War, poverty, and cultural customs have forced the people of many countries to survive on wild
foods for certain periods of time. The Russians claim that forest mushrooms spelled the
difference between life and death during their many wars when large numbers of people were
forced to leave their cities. Wild mushrooms are a permanent part of the cuisine of many
countries. People who collect as their forefathers did seldom become ill, because they limit
their collections to a small number of well known fungi.
Wild mushrooms fruit in flushes, reach peak quality for a short time, then vanish until the
following year. Frequently, too many are collected to be consumed fresh, and since they are
perishable, techniques for preserving them were devised. They may be dried, pickled, frozen,
or canned. Powders are made by grinding them after drying. "Ketchups" are concocted and
bottled, and sometimes the mushrooms are salted down, a brining process in which salt is layered with the mushrooms.
In some European countries the number of areas where one can look for wild mushrooms is
limited, but the number of foragers is not. Special days have been set aside for collecting in
parks, and in some areas there are signs in three languages forbidding mushroom collecting.
Research has yet to explain why the numbers of some wild mushrooms have declined in recent
years.
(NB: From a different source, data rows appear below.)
// SPDX-License-Identifier: MIT

//! Checkpoint keys and record id derivation

use serde::{Deserialize, Serialize};
use serde_json::{Map, Value};
use std::fmt;

/// Execution context passed alongside a run
#[derive(Debug, Clone, Default, Serialize, Deserialize, PartialEq)]
pub struct RunConfig {
    #[serde(default)]
    pub tags: Vec<String>,
    #[serde(default)]
    pub metadata: Map<String, Value>,
    /// Named callback handlers attached to the run
    #[serde(default)]
    pub callbacks: Vec<String>,
    /// Upper bound on node executions for the run
    #[serde(default)]
    pub recursion_limit: Option<u32>,
    #[serde(default)]
    pub configurable: Configurable,
}

/// Routing fields nested inside a [`RunConfig`]
#[derive(Debug, Clone, Default, Serialize, Deserialize, PartialEq)]
pub struct Configurable {
    #[serde(default)]
    pub thread_id: Option<String>,
    #[serde(default)]
    pub checkpoint_ns: String,
}

impl RunConfig {
    /// Config scoped to a thread id
    pub fn for_thread(thread_id: impl Into<String>) -> Self {
        Self {
            configurable: Configurable {
                thread_id: Some(thread_id.into()),
                ..Default::default()
            },
            ..Default::default()
        }
    }
}

/// Key a checkpoint is stored under
#[derive(Debug, Clone, PartialEq)]
pub enum CheckpointKey {
    /// Plain run identifier
    Thread(String),
    /// Structured execution context with a nested thread id
    Context(RunConfig),
}

impl CheckpointKey {
    /// Single string record id for the backend
    ///
    /// The nested thread id wins when present; otherwise the key is
    /// stringified as-is.
    pub fn record_id(&self) -> String {
        match self {
            Self::Thread(id) => id.clone(),
            Self::Context(config) => match &config.configurable.thread_id {
                Some(thread_id) => thread_id.clone(),
                None => serde_json::to_string(config).unwrap_or_else(|_| format!("{:?}", config)),
            },
        }
    }

    /// Recursion limit carried by a structured key
    pub fn recursion_limit(&self) -> Option<u32> {
        match self {
            Self::Thread(_) => None,
            Self::Context(config) => config.recursion_limit,
        }
    }
}

impl fmt::Display for CheckpointKey {
    fn fmt(&self, f: &mut fmt::Formatter<'_>) -> fmt::Result {
        f.write_str(&self.record_id())
    }
}

impl From<&str> for CheckpointKey {
    fn from(s: &str) -> Self {
        Self::Thread(s.to_string())
    }
}

impl From<String> for CheckpointKey {
    fn from(s: String) -> Self {
        Self::Thread(s)
    }
}

impl From<RunConfig> for CheckpointKey {
    fn from(config: RunConfig) -> Self {
        Self::Context(config)
    }
}
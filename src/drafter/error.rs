// SPDX-License-Identifier: MIT

//! Typed error handling for the drafting workflow
//!
//! Steps perform no local recovery: every collaborator and persistence failure
//! converts into [`DrafterError`] and bubbles to the caller of the graph.

use crate::adk::error::ModelError;
use thiserror::Error;

/// Top-level error type for a drafting run
#[derive(Debug, Error)]
pub enum DrafterError {
    /// Language model failures, propagated unchanged
    #[error(transparent)]
    Model(#[from] ModelError),

    /// Search collaborator failures, propagated unchanged
    #[error(transparent)]
    Search(#[from] SearchError),

    /// Checkpoint could not be written or read
    #[error(transparent)]
    Persistence(#[from] PersistenceError),

    /// Structured query generation returned something unusable
    #[error(transparent)]
    MalformedOutput(#[from] MalformedStructuredOutput),

    /// Configuration errors (missing env vars, invalid config)
    #[error("Configuration error: {0}")]
    Config(String),

    /// The caller-supplied initial state is unusable
    #[error("Invalid input: {0}")]
    InvalidInput(String),

    /// More node executions than the run's recursion limit allows
    #[error("Recursion limit of {limit} node executions reached")]
    RecursionLimit { limit: u32 },

    /// I/O errors
    #[error(transparent)]
    Io(#[from] std::io::Error),

    /// JSON serialization/deserialization errors
    #[error(transparent)]
    Json(#[from] serde_json::Error),

    /// YAML parsing errors
    #[error(transparent)]
    Yaml(#[from] serde_yaml::Error),
}

impl DrafterError {
    /// Create a config error
    pub fn config(message: impl Into<String>) -> Self {
        Self::Config(message.into())
    }
}

/// Search collaborator errors
#[derive(Debug, Error)]
pub enum SearchError {
    /// API key not configured
    #[error("API key not configured for search provider: {0}")]
    ApiKeyMissing(String),

    /// Non-success response from the provider
    #[error("Search API error from {provider} ({status}): {message}")]
    Api {
        provider: String,
        status: u16,
        message: String,
    },

    /// HTTP transport errors
    #[error(transparent)]
    Http(#[from] reqwest::Error),

    /// Response did not have the expected shape
    #[error("Invalid search response: {0}")]
    InvalidResponse(String),
}

/// Failure reported by a checkpoint backend for a single attempt
#[derive(Debug, Clone, Error, PartialEq)]
pub enum BackendError {
    /// Network-layer fault expected to clear on retry
    #[error("transient backend fault: {0}")]
    Transient(String),

    /// Anything a retry will not fix
    #[error("backend rejected request: {0}")]
    Fatal(String),
}

impl BackendError {
    pub fn is_transient(&self) -> bool {
        matches!(self, Self::Transient(_))
    }
}

/// A checkpoint operation failed for good
#[derive(Debug, Error)]
#[error("Failed to {operation} checkpoint '{key}' after {attempts} attempt(s): {source}")]
pub struct PersistenceError {
    /// Record id the operation targeted
    pub key: String,
    /// `upsert` or `select`
    pub operation: &'static str,
    pub attempts: u32,
    #[source]
    pub source: BackendError,
}

/// Structured query output could not be parsed against its schema
#[derive(Debug, Error)]
#[error("Malformed structured output ({reason}): {raw}")]
pub struct MalformedStructuredOutput {
    pub reason: String,
    /// Leading slice of the offending model output
    pub raw: String,
}

impl MalformedStructuredOutput {
    const PREVIEW_CHARS: usize = 200;

    pub fn new(reason: impl Into<String>, raw: &str) -> Self {
        Self {
            reason: reason.into(),
            raw: raw.chars().take(Self::PREVIEW_CHARS).collect(),
        }
    }
}
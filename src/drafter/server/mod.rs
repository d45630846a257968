// SPDX-License-Identifier: MIT

use axum::{
    extract::{Path, State},
    http::StatusCode,
    response::sse::{Event, KeepAlive, Sse},
    routing::{get, post},
    Json, Router,
};
use futures::stream::Stream;
use serde::Deserialize;
use serde_json::{json, Value};
use std::convert::Infallible;
use std::net::SocketAddr;
use std::sync::Arc;
use std::time::Duration;
use tokio::sync::mpsc;
use tokio_stream::wrappers::ReceiverStream;
use tokio_stream::StreamExt;
use tower_http::{cors::CorsLayer, trace::TraceLayer};
use tracing::Instrument;

use crate::drafter::checkpoint::CheckpointKey;
use crate::drafter::error::DrafterError;
use crate::drafter::workflow::{DraftGraph, RunEvent, WorkflowState};

type ApiError = (StatusCode, Json<Value>);

pub fn router(graph: Arc<DraftGraph>) -> Router {
    Router::new()
        .route("/api/health", get(health_check))
        .route("/api/runs", post(create_run))
        .route("/api/runs/stream", post(stream_run))
        .route("/api/runs/{thread_id}", get(get_run))
        .layer(TraceLayer::new_for_http())
        .layer(CorsLayer::permissive())
        .with_state(graph)
}

pub async fn serve(
    port: u16,
    graph: Arc<DraftGraph>,
) -> Result<(), Box<dyn std::error::Error + Send + Sync>> {
    // TraceLayer emits through tracing; env_logger may already own `log`.
    let _ = tracing_subscriber::fmt().try_init();

    let app = router(graph);

    let addr = SocketAddr::from(([127, 0, 0, 1], port));
    log::info!("Listening on http://{}", addr);

    let listener = tokio::net::TcpListener::bind(addr).await?;
    axum::serve(listener, app).await?;

    Ok(())
}

async fn health_check() -> Json<Value> {
    Json(json!({ "status": "ok" }))
}

#[derive(Debug, Deserialize)]
pub struct RunRequest {
    pub task: String,
    #[serde(default = "default_max_revisions")]
    pub max_revisions: u32,
    #[serde(default = "default_revision_number")]
    pub revision_number: u32,
    pub thread_id: Option<String>,
}

fn default_max_revisions() -> u32 {
    2
}

fn default_revision_number() -> u32 {
    1
}

impl RunRequest {
    fn into_parts(self) -> (CheckpointKey, WorkflowState) {
        let thread_id = self
            .thread_id
            .unwrap_or_else(|| uuid::Uuid::new_v4().to_string());
        let state = WorkflowState::new(self.task, self.max_revisions)
            .with_revision_number(self.revision_number);
        (CheckpointKey::from(thread_id), state)
    }
}

fn error_response(error: &DrafterError) -> ApiError {
    let status = match error {
        DrafterError::InvalidInput(_) => StatusCode::BAD_REQUEST,
        DrafterError::Model(_) | DrafterError::Search(_) | DrafterError::MalformedOutput(_) => {
            StatusCode::BAD_GATEWAY
        }
        DrafterError::Persistence(_) => StatusCode::SERVICE_UNAVAILABLE,
        _ => StatusCode::INTERNAL_SERVER_ERROR,
    };
    (status, Json(json!({ "error": error.to_string() })))
}

async fn create_run(
    State(graph): State<Arc<DraftGraph>>,
    Json(payload): Json<RunRequest>,
) -> Result<Json<Value>, ApiError> {
    let (key, initial) = payload.into_parts();
    match graph.run(&key, initial).await {
        Ok(state) => Ok(Json(json!({
            "status": "completed",
            "thread_id": key.record_id(),
            "state": state,
        }))),
        Err(e) => {
            log::error!("Run '{}' failed: {}", key, e);
            Err(error_response(&e))
        }
    }
}

async fn stream_run(
    State(graph): State<Arc<DraftGraph>>,
    Json(payload): Json<RunRequest>,
) -> Sse<impl Stream<Item = Result<Event, Infallible>>> {
    let (tx, rx) = mpsc::channel(100);
    let (key, initial) = payload.into_parts();
    let span = tracing::info_span!("run", thread_id = %key);

    tokio::spawn(
        async move {
            log::info!("Starting streaming run '{}'", key);

            if let Err(e) = graph.run_stream(&key, initial, tx.clone()).await {
                log::error!("Streaming run '{}' failed: {}", key, e);
                let _ = tx
                    .send(RunEvent::Error {
                        message: e.to_string(),
                    })
                    .await;
            }
        }
        .instrument(span),
    );

    let stream = ReceiverStream::new(rx).map(|event| {
        Ok(Event::default()
            .json_data(&event)
            .unwrap_or_else(|e| Event::default().event("error").data(e.to_string())))
    });

    Sse::new(stream).keep_alive(KeepAlive::new().interval(Duration::from_secs(1)))
}

async fn get_run(
    State(graph): State<Arc<DraftGraph>>,
    Path(thread_id): Path<String>,
) -> Result<Json<Value>, ApiError> {
    let key = CheckpointKey::from(thread_id);
    match graph.get_state(&key).await {
        Ok(Some(state)) => Ok(Json(json!({ "thread_id": key.record_id(), "state": state }))),
        Ok(None) => Err((
            StatusCode::NOT_FOUND,
            Json(json!({ "error": "Run not found" })),
        )),
        Err(e) => Err(error_response(&e)),
    }
}

#[cfg(test)]
mod tests {
    use super::*;
    use crate::drafter::error::{BackendError, PersistenceError};

    #[test]
    fn test_run_request_defaults() {
        let request: RunRequest = serde_json::from_value(json!({"task": "Rust"})).unwrap();
        assert_eq!(request.max_revisions, 2);
        assert_eq!(request.revision_number, 1);

        let (key, state) = request.into_parts();
        assert!(!key.record_id().is_empty());
        assert_eq!(state.task, "Rust");
        assert_eq!(state.revision_number, 1);
    }

    #[test]
    fn test_run_request_keeps_thread_id() {
        let request: RunRequest = serde_json::from_value(json!({
            "task": "Rust",
            "max_revisions": 1,
            "revision_number": 2,
            "thread_id": "abc"
        }))
        .unwrap();
        let (key, state) = request.into_parts();
        assert_eq!(key.record_id(), "abc");
        assert_eq!(state.max_revisions, 1);
        assert_eq!(state.revision_number, 2);
    }

    #[test]
    fn test_error_status_mapping() {
        let (status, _) = error_response(&DrafterError::InvalidInput("empty".to_string()));
        assert_eq!(status, StatusCode::BAD_REQUEST);

        let persistence = DrafterError::from(PersistenceError {
            key: "t".to_string(),
            operation: "upsert",
            attempts: 3,
            source: BackendError::Transient("down".to_string()),
        });
        let (status, Json(body)) = error_response(&persistence);
        assert_eq!(status, StatusCode::SERVICE_UNAVAILABLE);
        assert!(body["error"].as_str().unwrap().contains("t"));
    }
}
Some experts speculate that acid rain may be the cause; others feel that poor land
management is responsible. The overpicking of wild mushrooms may be a factor and this is being
carefully controlled in Europe. Similar concerns have been expressed in the northwestern
United States and Canada that fields and forests may be altered or injured from overpicking.
In the United States, local and distant forays to favorite collecting areas are sponsored by
mushroom societies. Their equipment is simple. Many people bring brown paper bags to carry
edible varieties. Their baskets are as varied and individual as are their hats. Sometimes
their baskets are more interesting than their contents.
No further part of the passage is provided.